Everywhere progressives turn these days, it seems there’s someone warning that we are asking for too much, that people supporting Warren or Sanders are shoving the party too far left and we run the risk of voters abandoning the eventual Democratic nominee and shifting their allegiance to reelecting Trump. These are the reasons given for the ridiculous late entries into the presidential race by Deval Patrick and Michael Bloomberg, two men trying to position themselves as moderate alternatives, more dynamic and palatable to the Democratic base than Joe Biden and more acceptable to Wall Street than Warren or Sanders.
Even President Obama, who once ran as the “hope and change” candidate, is warning Democratic candidates not to go too far with their policy proposals, telling a group of high-end donors “the average American doesn’t think you have to completely tear down the system and remake it.”
Obama places himself in the “incremental change” wing of the Democratic party, telling those same big donors, “So I don’t take it as a criticism when people say, ’That is great. Obama did what he did, and now we want to do more.’ I hope so. That is the whole point. I built off the progress other people made and tried to take the baton and run the race a little further, and then I expect people to take the baton from me, and then I want them to run it a little further from that.”
I used to be there with him, believing it is easier and often more effective to make smaller changes and accept less progress as the price of slowly and steadily moving things forward. But as I get older and more concerned about the world I’ll be leaving behind for my grandchildren, I don’t think we have time to wait for incremental change. The science is clear that we aren’t addressing climate change fast enough, and rising income inequality undermines the most basic tenants of America’s promise as a land of opportunity for anyone willing to work hard.
I now find myself squarely in the “big structural change” camp, ready to support a president who will redesign a system that allows FedEx and Amazon to pay zero in federal taxes on billions of dollars in profits. I’m looking for legislative candidates who will stop giving huge tax breaks to corporations in return for false economic blessings and stop continually raising Nevada’s regressive sales tax to keep up with basic infrastructure needs.
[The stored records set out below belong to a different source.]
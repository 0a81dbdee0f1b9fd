//! Per-horse accumulated crossing time.

use crate::bank::HorseSet;
use crate::horse::HorseId;

/// Sum of the durations of every crossing each horse took part in.
///
/// Updated with [`add`](Self::add) on descent and reverted with
/// [`sub`](Self::sub) on backtrack.
#[derive(Debug, Clone, PartialEq, Eq, Hash, Default)]
pub struct AccumulatedTime {
    spent: Vec<u64>,
}

impl AccumulatedTime {
    /// Creates zeroed times for a herd of `herd_size` horses.
    pub fn new(herd_size: usize) -> Self {
        Self {
            spent: vec![0; herd_size],
        }
    }

    /// Returns the time the given horse has spent crossing.
    #[inline]
    pub fn get(&self, id: HorseId) -> u64 {
        self.spent[id.index()]
    }

    /// Adds `duration` to every horse in `members`.
    #[inline]
    pub fn add(&mut self, members: HorseSet, duration: u64) {
        for id in members {
            self.spent[id.index()] += duration;
        }
    }

    /// Subtracts `duration` from every horse in `members`.
    #[inline]
    pub fn sub(&mut self, members: HorseSet, duration: u64) {
        for id in members {
            debug_assert!(self.spent[id.index()] >= duration);
            self.spent[id.index()] -= duration;
        }
    }

    /// Returns the largest time spent by any horse in `members`.
    pub fn max_of(&self, members: HorseSet) -> u64 {
        members
            .iter()
            .map(|id| self.spent[id.index()])
            .max()
            .unwrap_or(0)
    }

    /// Returns the times in horse id order.
    pub fn as_slice(&self) -> &[u64] {
        &self.spent
    }
}

#[cfg(test)]
mod tests {
    use super::*;

    #[test]
    fn test_add_and_sub() {
        let mut time = AccumulatedTime::new(3);
        let members: HorseSet = [HorseId::new(0), HorseId::new(2)].into_iter().collect();

        time.add(members, 5);
        assert_eq!(time.as_slice(), &[5, 0, 5]);
        assert_eq!(time.max_of(members), 5);

        time.add(HorseSet::full(3), 2);
        assert_eq!(time.as_slice(), &[7, 2, 7]);

        time.sub(members, 5);
        assert_eq!(time.as_slice(), &[2, 2, 2]);
    }
}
As for “electability,” I think any Democrat in the race can beat Trump as long as Democrats, independents and the few Republicans left who can distinguish fact from fantasy get out and vote against him. And I believe there’s more chance of that happening if an aspirational vision of a better America is articulated rather than a picture of the status quo minus Trump.
I agree with economist Robert Reich, who says, “the real contest is between the people and the powerful—the vast majority of Americans versus an oligarchy that’s amassed most of the nation’s wealth and power.” He decries those who long for the pre-Trump days when there “was an economy rigged for the benefit of the few, stagnant wages, socialism for the rich and harsh capitalism for everyone else, a health care system whose co-payments and deductibles were out of control and still didn’t cover 30 million Americans, and big money controlling our politics.” Going back to that is not progress.
It’s time for a seismic shift in America. The planet is in mortal peril. Social, economic and racial justice concerns can’t wait. And while I’ll vote for anyone over Trump, I know incremental change isn’t going to be enough.